Records for the exercise:
+---+

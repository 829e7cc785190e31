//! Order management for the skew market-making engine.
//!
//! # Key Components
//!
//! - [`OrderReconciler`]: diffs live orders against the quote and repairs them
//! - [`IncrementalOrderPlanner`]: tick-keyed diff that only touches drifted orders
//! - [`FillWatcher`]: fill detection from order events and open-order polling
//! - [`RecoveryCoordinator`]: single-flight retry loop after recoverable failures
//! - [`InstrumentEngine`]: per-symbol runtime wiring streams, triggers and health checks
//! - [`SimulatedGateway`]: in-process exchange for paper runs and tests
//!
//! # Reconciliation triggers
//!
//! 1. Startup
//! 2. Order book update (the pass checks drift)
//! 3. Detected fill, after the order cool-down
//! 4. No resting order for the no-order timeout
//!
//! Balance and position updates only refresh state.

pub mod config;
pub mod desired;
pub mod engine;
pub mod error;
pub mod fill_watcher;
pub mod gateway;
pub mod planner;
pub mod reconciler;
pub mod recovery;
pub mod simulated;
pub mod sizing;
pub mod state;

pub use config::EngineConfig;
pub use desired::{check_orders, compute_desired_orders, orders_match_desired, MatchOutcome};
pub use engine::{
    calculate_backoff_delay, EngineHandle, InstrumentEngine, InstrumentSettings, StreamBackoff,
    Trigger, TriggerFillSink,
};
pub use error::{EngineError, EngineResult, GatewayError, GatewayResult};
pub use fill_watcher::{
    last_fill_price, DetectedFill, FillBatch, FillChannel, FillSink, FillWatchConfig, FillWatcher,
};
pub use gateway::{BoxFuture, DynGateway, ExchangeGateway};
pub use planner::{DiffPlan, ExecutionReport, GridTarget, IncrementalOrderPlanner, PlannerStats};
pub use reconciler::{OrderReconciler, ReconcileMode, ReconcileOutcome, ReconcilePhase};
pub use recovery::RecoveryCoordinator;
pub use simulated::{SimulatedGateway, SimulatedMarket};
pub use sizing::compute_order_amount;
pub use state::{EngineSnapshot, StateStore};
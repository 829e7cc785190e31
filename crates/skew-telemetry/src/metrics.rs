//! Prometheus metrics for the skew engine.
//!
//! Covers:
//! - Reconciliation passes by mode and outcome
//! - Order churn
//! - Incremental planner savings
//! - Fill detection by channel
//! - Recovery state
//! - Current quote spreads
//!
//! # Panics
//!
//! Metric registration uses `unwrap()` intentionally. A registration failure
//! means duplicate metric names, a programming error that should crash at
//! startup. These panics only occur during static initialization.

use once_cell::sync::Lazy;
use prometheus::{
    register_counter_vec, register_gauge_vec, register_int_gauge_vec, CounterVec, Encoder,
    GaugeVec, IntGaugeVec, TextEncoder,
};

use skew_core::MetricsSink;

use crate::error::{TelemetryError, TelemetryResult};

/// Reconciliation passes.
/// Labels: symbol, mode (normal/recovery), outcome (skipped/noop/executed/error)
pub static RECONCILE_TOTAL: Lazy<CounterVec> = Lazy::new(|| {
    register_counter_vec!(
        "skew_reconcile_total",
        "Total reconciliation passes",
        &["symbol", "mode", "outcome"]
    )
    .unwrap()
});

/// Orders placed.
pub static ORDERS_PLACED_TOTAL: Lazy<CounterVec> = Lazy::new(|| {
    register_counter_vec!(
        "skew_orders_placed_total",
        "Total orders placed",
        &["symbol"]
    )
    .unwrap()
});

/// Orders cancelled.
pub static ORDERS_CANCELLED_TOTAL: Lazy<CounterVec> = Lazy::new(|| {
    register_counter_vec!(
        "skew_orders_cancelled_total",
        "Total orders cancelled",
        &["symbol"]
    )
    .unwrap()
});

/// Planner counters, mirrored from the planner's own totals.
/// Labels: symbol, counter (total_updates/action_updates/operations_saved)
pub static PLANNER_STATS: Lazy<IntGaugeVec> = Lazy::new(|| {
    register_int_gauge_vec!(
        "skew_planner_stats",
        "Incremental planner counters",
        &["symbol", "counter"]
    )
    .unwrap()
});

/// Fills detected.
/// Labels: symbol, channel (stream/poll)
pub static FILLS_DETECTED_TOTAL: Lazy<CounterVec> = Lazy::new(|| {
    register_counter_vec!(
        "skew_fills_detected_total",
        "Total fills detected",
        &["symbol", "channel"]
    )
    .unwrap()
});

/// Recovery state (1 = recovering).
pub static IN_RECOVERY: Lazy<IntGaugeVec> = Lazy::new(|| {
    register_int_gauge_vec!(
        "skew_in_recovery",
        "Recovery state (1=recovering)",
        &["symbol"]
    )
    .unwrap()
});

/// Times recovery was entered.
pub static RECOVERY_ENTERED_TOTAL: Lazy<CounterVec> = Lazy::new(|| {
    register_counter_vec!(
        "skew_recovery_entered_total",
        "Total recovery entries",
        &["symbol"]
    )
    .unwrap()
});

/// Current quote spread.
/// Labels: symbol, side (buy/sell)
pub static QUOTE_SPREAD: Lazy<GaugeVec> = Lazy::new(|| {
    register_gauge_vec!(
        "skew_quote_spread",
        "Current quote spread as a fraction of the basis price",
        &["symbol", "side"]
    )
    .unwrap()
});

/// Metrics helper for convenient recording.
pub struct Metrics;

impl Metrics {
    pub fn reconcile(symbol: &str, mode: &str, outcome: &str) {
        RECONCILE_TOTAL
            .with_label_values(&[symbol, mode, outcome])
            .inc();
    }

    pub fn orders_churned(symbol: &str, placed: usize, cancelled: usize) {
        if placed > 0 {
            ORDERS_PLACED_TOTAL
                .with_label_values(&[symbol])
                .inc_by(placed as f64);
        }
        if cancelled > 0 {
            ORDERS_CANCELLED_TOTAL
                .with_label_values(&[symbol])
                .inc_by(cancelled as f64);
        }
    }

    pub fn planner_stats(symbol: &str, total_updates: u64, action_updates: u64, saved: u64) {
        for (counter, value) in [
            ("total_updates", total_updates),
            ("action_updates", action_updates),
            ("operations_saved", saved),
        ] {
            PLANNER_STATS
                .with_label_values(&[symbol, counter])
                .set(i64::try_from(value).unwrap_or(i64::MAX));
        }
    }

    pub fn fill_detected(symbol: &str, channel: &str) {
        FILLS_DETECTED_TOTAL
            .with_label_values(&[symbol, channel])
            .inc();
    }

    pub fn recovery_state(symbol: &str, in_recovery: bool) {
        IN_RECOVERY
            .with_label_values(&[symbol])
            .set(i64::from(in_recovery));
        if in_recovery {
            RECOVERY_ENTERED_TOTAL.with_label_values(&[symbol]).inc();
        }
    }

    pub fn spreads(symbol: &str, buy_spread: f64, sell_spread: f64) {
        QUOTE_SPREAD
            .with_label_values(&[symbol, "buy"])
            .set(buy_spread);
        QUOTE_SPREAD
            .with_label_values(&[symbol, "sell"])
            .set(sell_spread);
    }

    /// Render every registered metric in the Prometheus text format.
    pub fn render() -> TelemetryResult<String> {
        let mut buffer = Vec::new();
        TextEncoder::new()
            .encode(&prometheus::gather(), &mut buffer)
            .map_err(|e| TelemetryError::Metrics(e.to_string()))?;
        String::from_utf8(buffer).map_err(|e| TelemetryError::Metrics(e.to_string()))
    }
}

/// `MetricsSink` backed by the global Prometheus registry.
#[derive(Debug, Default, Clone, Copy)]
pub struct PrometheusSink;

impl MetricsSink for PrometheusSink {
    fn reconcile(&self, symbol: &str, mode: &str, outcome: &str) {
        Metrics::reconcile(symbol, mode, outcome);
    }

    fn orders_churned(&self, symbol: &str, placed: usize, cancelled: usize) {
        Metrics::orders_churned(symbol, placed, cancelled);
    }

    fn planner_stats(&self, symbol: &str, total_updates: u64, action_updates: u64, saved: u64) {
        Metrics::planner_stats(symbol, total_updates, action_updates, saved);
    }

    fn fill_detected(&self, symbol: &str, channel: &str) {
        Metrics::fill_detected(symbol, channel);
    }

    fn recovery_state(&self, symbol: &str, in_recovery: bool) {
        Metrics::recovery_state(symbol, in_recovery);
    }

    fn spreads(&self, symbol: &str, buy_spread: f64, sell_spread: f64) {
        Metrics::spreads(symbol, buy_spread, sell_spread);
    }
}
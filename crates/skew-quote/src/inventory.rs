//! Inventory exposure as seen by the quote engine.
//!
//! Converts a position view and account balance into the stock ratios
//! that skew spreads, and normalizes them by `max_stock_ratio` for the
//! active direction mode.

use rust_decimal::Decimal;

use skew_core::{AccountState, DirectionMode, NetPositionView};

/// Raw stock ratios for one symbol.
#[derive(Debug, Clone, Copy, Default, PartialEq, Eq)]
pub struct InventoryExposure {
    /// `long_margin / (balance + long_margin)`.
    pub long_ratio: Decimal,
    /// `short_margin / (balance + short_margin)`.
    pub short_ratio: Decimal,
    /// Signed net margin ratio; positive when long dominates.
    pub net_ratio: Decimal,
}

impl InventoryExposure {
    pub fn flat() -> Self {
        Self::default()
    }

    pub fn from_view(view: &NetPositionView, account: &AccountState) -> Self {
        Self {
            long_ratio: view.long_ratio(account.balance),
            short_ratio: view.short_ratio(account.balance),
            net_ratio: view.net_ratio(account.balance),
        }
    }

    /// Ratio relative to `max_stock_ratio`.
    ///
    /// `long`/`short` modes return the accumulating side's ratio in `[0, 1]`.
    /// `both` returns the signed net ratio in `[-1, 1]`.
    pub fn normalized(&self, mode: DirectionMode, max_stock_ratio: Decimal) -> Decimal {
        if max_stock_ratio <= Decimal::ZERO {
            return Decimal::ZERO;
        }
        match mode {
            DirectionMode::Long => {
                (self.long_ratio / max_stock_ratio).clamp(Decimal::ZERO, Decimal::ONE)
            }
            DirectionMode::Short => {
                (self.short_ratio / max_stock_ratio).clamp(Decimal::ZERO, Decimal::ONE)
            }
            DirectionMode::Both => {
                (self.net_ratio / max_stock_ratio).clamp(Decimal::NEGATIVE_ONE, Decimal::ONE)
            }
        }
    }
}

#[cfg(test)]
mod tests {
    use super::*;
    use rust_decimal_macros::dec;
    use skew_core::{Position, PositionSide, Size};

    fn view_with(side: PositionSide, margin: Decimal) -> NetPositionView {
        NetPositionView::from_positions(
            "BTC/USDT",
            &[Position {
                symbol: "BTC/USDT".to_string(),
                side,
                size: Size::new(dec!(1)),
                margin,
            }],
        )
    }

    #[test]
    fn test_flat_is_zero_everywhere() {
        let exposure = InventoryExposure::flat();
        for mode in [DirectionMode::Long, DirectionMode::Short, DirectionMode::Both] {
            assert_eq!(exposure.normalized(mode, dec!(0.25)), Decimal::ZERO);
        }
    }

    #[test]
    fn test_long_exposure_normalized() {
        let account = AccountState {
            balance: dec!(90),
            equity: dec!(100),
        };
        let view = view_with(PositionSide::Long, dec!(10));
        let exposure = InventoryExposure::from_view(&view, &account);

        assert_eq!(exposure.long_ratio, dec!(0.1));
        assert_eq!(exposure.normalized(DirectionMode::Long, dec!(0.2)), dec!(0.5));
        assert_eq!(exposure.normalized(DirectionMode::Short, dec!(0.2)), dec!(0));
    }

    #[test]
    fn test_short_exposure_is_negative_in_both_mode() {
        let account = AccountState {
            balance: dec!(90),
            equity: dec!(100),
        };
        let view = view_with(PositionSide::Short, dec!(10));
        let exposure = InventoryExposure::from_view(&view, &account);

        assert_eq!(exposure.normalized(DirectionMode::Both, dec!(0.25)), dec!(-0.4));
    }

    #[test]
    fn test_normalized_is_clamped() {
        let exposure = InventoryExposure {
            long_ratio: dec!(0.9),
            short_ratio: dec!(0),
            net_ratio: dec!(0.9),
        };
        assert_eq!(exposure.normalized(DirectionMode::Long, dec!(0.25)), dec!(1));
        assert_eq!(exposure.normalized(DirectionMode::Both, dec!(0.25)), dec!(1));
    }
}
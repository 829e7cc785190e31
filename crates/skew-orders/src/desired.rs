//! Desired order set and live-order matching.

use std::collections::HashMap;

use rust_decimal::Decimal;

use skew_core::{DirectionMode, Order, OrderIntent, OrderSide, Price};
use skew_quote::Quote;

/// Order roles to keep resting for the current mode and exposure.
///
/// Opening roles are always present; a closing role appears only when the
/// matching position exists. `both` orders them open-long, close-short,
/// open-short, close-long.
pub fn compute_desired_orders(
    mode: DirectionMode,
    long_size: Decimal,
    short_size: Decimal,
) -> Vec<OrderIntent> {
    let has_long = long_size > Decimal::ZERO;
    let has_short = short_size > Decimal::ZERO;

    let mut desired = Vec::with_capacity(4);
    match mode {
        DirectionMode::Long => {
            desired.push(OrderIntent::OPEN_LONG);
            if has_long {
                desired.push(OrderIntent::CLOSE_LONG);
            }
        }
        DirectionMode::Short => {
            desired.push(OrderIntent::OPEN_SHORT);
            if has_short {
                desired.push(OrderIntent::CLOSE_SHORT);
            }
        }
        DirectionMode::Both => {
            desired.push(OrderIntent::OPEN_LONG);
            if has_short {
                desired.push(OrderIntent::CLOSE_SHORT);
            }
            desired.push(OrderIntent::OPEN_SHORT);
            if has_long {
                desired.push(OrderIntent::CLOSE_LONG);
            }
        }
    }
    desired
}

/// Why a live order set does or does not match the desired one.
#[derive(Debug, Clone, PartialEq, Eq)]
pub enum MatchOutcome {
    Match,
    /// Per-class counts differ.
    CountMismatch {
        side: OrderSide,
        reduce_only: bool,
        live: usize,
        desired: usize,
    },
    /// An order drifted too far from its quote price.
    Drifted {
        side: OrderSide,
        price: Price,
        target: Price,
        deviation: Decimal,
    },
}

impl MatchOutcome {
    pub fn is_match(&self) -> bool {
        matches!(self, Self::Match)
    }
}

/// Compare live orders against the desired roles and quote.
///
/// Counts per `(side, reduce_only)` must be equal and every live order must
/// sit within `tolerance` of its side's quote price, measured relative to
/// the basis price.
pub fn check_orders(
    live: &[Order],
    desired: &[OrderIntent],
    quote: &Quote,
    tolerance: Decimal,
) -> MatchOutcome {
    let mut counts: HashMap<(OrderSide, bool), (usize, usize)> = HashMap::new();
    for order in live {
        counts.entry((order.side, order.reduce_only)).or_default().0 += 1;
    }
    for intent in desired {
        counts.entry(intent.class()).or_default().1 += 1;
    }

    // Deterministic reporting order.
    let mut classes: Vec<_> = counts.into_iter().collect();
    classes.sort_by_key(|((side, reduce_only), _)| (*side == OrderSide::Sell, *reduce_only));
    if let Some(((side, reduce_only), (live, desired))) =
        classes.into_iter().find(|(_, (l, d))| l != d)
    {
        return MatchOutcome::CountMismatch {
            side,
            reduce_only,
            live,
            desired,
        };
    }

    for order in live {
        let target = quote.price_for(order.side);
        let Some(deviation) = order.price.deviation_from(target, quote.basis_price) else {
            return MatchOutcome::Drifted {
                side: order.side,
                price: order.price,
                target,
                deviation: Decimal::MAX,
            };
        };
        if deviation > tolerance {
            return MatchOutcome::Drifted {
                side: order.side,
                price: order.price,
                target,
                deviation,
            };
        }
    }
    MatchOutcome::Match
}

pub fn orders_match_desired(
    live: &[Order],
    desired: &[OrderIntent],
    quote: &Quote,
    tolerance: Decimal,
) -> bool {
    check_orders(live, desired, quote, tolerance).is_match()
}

+---+

Task directions: Return each line of the material in which the string "resting" can be found.

Output:
//! 4. No resting order for the no-order timeout
/// Order roles to keep resting for the current mode and exposure.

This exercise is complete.